WebAssembly SIMD

Why SIMD?

SIMD can accelerate many operations, especially in graphics and physics, roughly proportionate to the size ratio between a non-vector element to the vector size — in the case of WebAssembly, an operation over int32 (4 bytes) can be 4x faster when using a 128-bit vector. An operation over individual bytes can be 32x faster with a 128-bit vector — which we will see below.

Easy Mode

The DotNet System.Numerics.Vector and related classes expose simple functions for common operations that internally use SIMD instructions when available. In addition, many of the basic operations on Span<T> are also accelerated using SIMD instructions.

Hard Mode

Unfortunately many of these operations are not yet accelerated with NativeAOT-LLVM (Issue). To be guaranteed a SIMD speedup, you have to write the code in C using SIMD intrinsics. But it’s not actually that hard.

Try It Now

When you drag this slider, the bitwise complement of a buffer is taken 999 times, first without SIMD, then with SIMD. The total time taken for the 999 iterations is displayed.

Input

100 KiB

Without SIMD

??? ms

With SIMD

??? ms

Speed Up

???x Faster with SIMD

Here are some example results from my machine:

Size	Without SIMD	With SIMD	Speedup
100	46 ms	2 ms	22x
1000	461 ms	19 ms	24x

Enabling SIMD

To enable SIMD compilation there are a couple of steps. First, you need to use the -msimd128 flag when compiling the C file. This is the flag that tells Emscripten to use SIMD.
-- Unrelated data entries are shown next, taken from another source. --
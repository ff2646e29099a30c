//! weft progress stream
//!
//! The [`ProgressEvent`] model, the multi-subscriber [`ProgressChannel`]
//! a run publishes into, and a [`LifecycleAuditor`] that checks a recorded
//! stream obeys the per-step and per-plan ordering rules.

#![warn(missing_docs)]
#![warn(clippy::all)]

pub mod audit;
pub mod channel;
pub mod event;

pub use audit::{AuditSummary, LifecycleAuditor, LifecycleError};
pub use channel::{ProgressChannel, ProgressSubscription, DEFAULT_BUFFER};
pub use event::{ProgressEvent, ProgressKind, SkipReason, StepError, StepErrorKind};
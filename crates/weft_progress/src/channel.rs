//! Multi-subscriber progress channel.
//!
//! Live fan-out runs over a `tokio::sync::broadcast` channel. Every
//! published event is also kept in a history so a subscriber that joins
//! mid-run still sees the whole stream from `seq` 0. The history snapshot
//! and the live receiver are taken under the same lock as `publish`, so a
//! subscriber never sees a duplicate or a gap at the seam.

use crate::event::{ProgressEvent, ProgressKind};
use futures::Stream;
use parking_lot::Mutex;
use std::collections::VecDeque;
use std::sync::Arc;
use tokio::sync::broadcast;
use tokio::sync::broadcast::error::{RecvError, TryRecvError};
use weft_core::{PlanId, RunId, StepId, Timestamp};

/// Default live buffer per subscriber
pub const DEFAULT_BUFFER: usize = 1024;

struct ChannelState {
    /// Every event published so far
    history: Vec<ProgressEvent>,
    /// Live sender, dropped on close
    sender: Option<broadcast::Sender<ProgressEvent>>,
}

struct ChannelInner {
    plan_id: PlanId,
    run_id: RunId,
    state: Mutex<ChannelState>,
}

/// Ordered event stream for one run
///
/// Cloning yields another handle to the same channel.
#[derive(Clone)]
pub struct ProgressChannel {
    inner: Arc<ChannelInner>,
}

impl ProgressChannel {
    /// Create a channel whose subscribers buffer up to `buffer` live events
    #[must_use]
    pub fn new(plan_id: PlanId, run_id: RunId, buffer: usize) -> Self {
        let (sender, _) = broadcast::channel(buffer.max(1));
        Self {
            inner: Arc::new(ChannelInner {
                plan_id,
                run_id,
                state: Mutex::new(ChannelState {
                    history: Vec::new(),
                    sender: Some(sender),
                }),
            }),
        }
    }

    /// Plan the channel reports on
    #[must_use]
    pub fn plan_id(&self) -> &PlanId {
        &self.inner.plan_id
    }

    /// Run the channel reports on
    #[must_use]
    pub fn run_id(&self) -> RunId {
        self.inner.run_id
    }

    /// Publish an event, returning its sequence number
    ///
    /// Never blocks on subscribers and succeeds with zero subscribers.
    /// Returns `None` once the channel is closed.
    pub fn publish(&self, step_id: Option<StepId>, kind: ProgressKind) -> Option<u64> {
        let mut state = self.inner.state.lock();
        let Some(sender) = state.sender.as_ref() else {
            tracing::warn!(event = kind.name(), "progress event published after close");
            return None;
        };

        let seq = state.history.len() as u64;
        let event = ProgressEvent {
            seq,
            plan_id: self.inner.plan_id.clone(),
            run_id: self.inner.run_id,
            step_id,
            timestamp: Timestamp::now(),
            kind,
        };

        // No live receivers is fine; the history still records the event.
        let _ = sender.send(event.clone());
        state.history.push(event);
        Some(seq)
    }

    /// Subscribe from the start of the stream
    #[must_use]
    pub fn subscribe(&self) -> ProgressSubscription {
        let state = self.inner.state.lock();
        ProgressSubscription {
            backlog: state.history.iter().cloned().collect(),
            receiver: state.sender.as_ref().map(broadcast::Sender::subscribe),
            lost: 0,
        }
    }

    /// End the stream; subscribers drain what is buffered, then see the end
    pub fn close(&self) {
        self.inner.state.lock().sender = None;
    }

    /// Whether the channel has been closed
    #[must_use]
    pub fn is_closed(&self) -> bool {
        self.inner.state.lock().sender.is_none()
    }

    /// Copy of every event published so far
    #[must_use]
    pub fn history(&self) -> Vec<ProgressEvent> {
        self.inner.state.lock().history.clone()
    }

    /// Number of events published so far
    #[must_use]
    pub fn len(&self) -> usize {
        self.inner.state.lock().history.len()
    }

    /// Whether nothing has been published yet
    #[must_use]
    pub fn is_empty(&self) -> bool {
        self.len() == 0
    }

    /// Number of live subscribers
    #[must_use]
    pub fn subscriber_count(&self) -> usize {
        self.inner
            .state
            .lock()
            .sender
            .as_ref()
            .map_or(0, broadcast::Sender::receiver_count)
    }
}

impl std::fmt::Debug for ProgressChannel {
    fn fmt(&self, f: &mut std::fmt::Formatter<'_>) -> std::fmt::Result {
        f.debug_struct("ProgressChannel")
            .field("plan_id", &self.inner.plan_id)
            .field("run_id", &self.inner.run_id)
            .field("events", &self.len())
            .field("closed", &self.is_closed())
            .finish()
    }
}

/// One subscriber's view of a progress channel
pub struct ProgressSubscription {
    /// History captured at subscribe time
    backlog: VecDeque<ProgressEvent>,
    /// Live receiver, absent if subscribed after close or once drained
    receiver: Option<broadcast::Receiver<ProgressEvent>>,
    /// Events dropped because this subscriber fell behind
    lost: u64,
}

impl ProgressSubscription {
    /// Next event, or `None` once the stream has ended
    pub async fn recv(&mut self) -> Option<ProgressEvent> {
        if let Some(event) = self.backlog.pop_front() {
            return Some(event);
        }

        let receiver = self.receiver.as_mut()?;
        loop {
            match receiver.recv().await {
                Ok(event) => return Some(event),
                Err(RecvError::Lagged(skipped)) => {
                    self.lost += skipped;
                    tracing::warn!(skipped, "progress subscriber lagged, events dropped");
                }
                Err(RecvError::Closed) => {
                    self.receiver = None;
                    return None;
                }
            }
        }
    }

    /// Next event if one is available without waiting
    pub fn try_recv(&mut self) -> Option<ProgressEvent> {
        if let Some(event) = self.backlog.pop_front() {
            return Some(event);
        }

        let receiver = self.receiver.as_mut()?;
        loop {
            match receiver.try_recv() {
                Ok(event) => return Some(event),
                Err(TryRecvError::Lagged(skipped)) => {
                    self.lost += skipped;
                    tracing::warn!(skipped, "progress subscriber lagged, events dropped");
                }
                Err(TryRecvError::Empty) => return None,
                Err(TryRecvError::Closed) => {
                    self.receiver = None;
                    return None;
                }
            }
        }
    }

    /// Events this subscriber lost by lagging
    #[must_use]
    pub fn lost(&self) -> u64 {
        self.lost
    }

    /// Collect every remaining event until the stream ends
    pub async fn collect(mut self) -> Vec<ProgressEvent> {
        let mut events = Vec::new();
        while let Some(event) = self.recv().await {
            events.push(event);
        }
        events
    }

    /// Adapt into a `futures::Stream`
    pub fn into_stream(self) -> impl Stream<Item = ProgressEvent> + Send + 'static {
        futures::stream::unfold(self, |mut sub| async move {
            sub.recv().await.map(|event| (event, sub))
        })
    }
}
<Target Name="CompileNativeLibrary" BeforeTargets="BeforeBuild">
  <Exec Command="emcc -msimd128 -c lib.c -O2 -o lib.o" />
</Target>

The same flag should be passed in to dotnet during the publish step.

 /p:EmccExtraArgs="-msimd128 -s EXPORTED_FUNCTIONS=...

Now Emscripten will generate SIMD instructions.

Writing SIMD

The SIMD instructions can be used in C code per the Emscripten guidance.

Here is a function to perform a bitwise complement:

#include <stddef.h>
#include <wasm_simd128.h>

void bitwise_complement(uint8_t* ptr, int length) {
    v128_t* simd_ptr = (v128_t*)ptr;
    size_t num_vectors = length / sizeof(v128_t);
    for (size_t i = 0; i < num_vectors; ++i) {
        wasm_v128_store(
            simd_ptr + i,
            wasm_v128_not(wasm_v128_load(simd_ptr + i)));
    }
}

For comparison, here is the “without SIMD” function used for comparison above:

[UnmanagedCallersOnly(EntryPoint = "BitwiseComplementSlow")]
public static unsafe void BitwiseComplementSlow(byte* f, int l)
{
    Span<byte> span = new(f, l);
    for (int i = 0; i < span.Length; i++)
    {
        span[i] = (byte)~span[i];
    }
}

Supporting Functions

One thing you might have noticed in the above is the function takes a byte*. WebAssembly can only operate on its own memory space. I’ve added functions to allocate and free memory (you can export malloc and free, but I wanted more control). My functions look like this:

[UnmanagedCallersOnly(EntryPoint = "Alloc")]
public static unsafe byte* Alloc(int length)
{
    return (byte*)NativeMemory.AlignedAlloc(
        (nuint)length,
        (nuint)Vector<byte>.Count);
}

[UnmanagedCallersOnly(EntryPoint = "Free")]
public static unsafe void Free(byte* ptr)
{
    NativeMemory.AlignedFree(ptr);
}

Calling the Functions

Here’s the web worker code for the example above. It does the following:

Import a loader, which loads the wasm.js file generated by Emscripten and sets up the types on self.
Wait for the Emscripten onRuntimeInitialized event.
Add a listener that for each event received:
1. Allocates a buffer of length value * 1024.
2. Calls the BitwiseComplement function 999 times, timing it.
3. Frees the buffer.

For the “slow” version it’s the same, except the call is to BitwiseComplementSlow.

import "components/wasm/loader";
Module.onRuntimeInitialized = () => {
  addEventListener("message", (event: MessageEvent<number>) => {
    self._Init();
    const size = event.data * 1024;
    const buffer = self._Alloc(size);
    const start = performance.now();
    for (let i = 0; i < 999; ++i) {
      self._BitwiseComplement(buffer, size);
    }
    const end = performance.now();
    self._Free(buffer);
    postMessage({ value: event.data, time: end - start });
  });
  postMessage({ value: 0, time: 0 });
};

What’s Next?

Really this sort of thing might be temporary as I am sure the DotNet team will get around to implementing the System.Numerics.Vector type with SIMD instructions. But for now, the acceleration can make the investment in manually doing it worth it.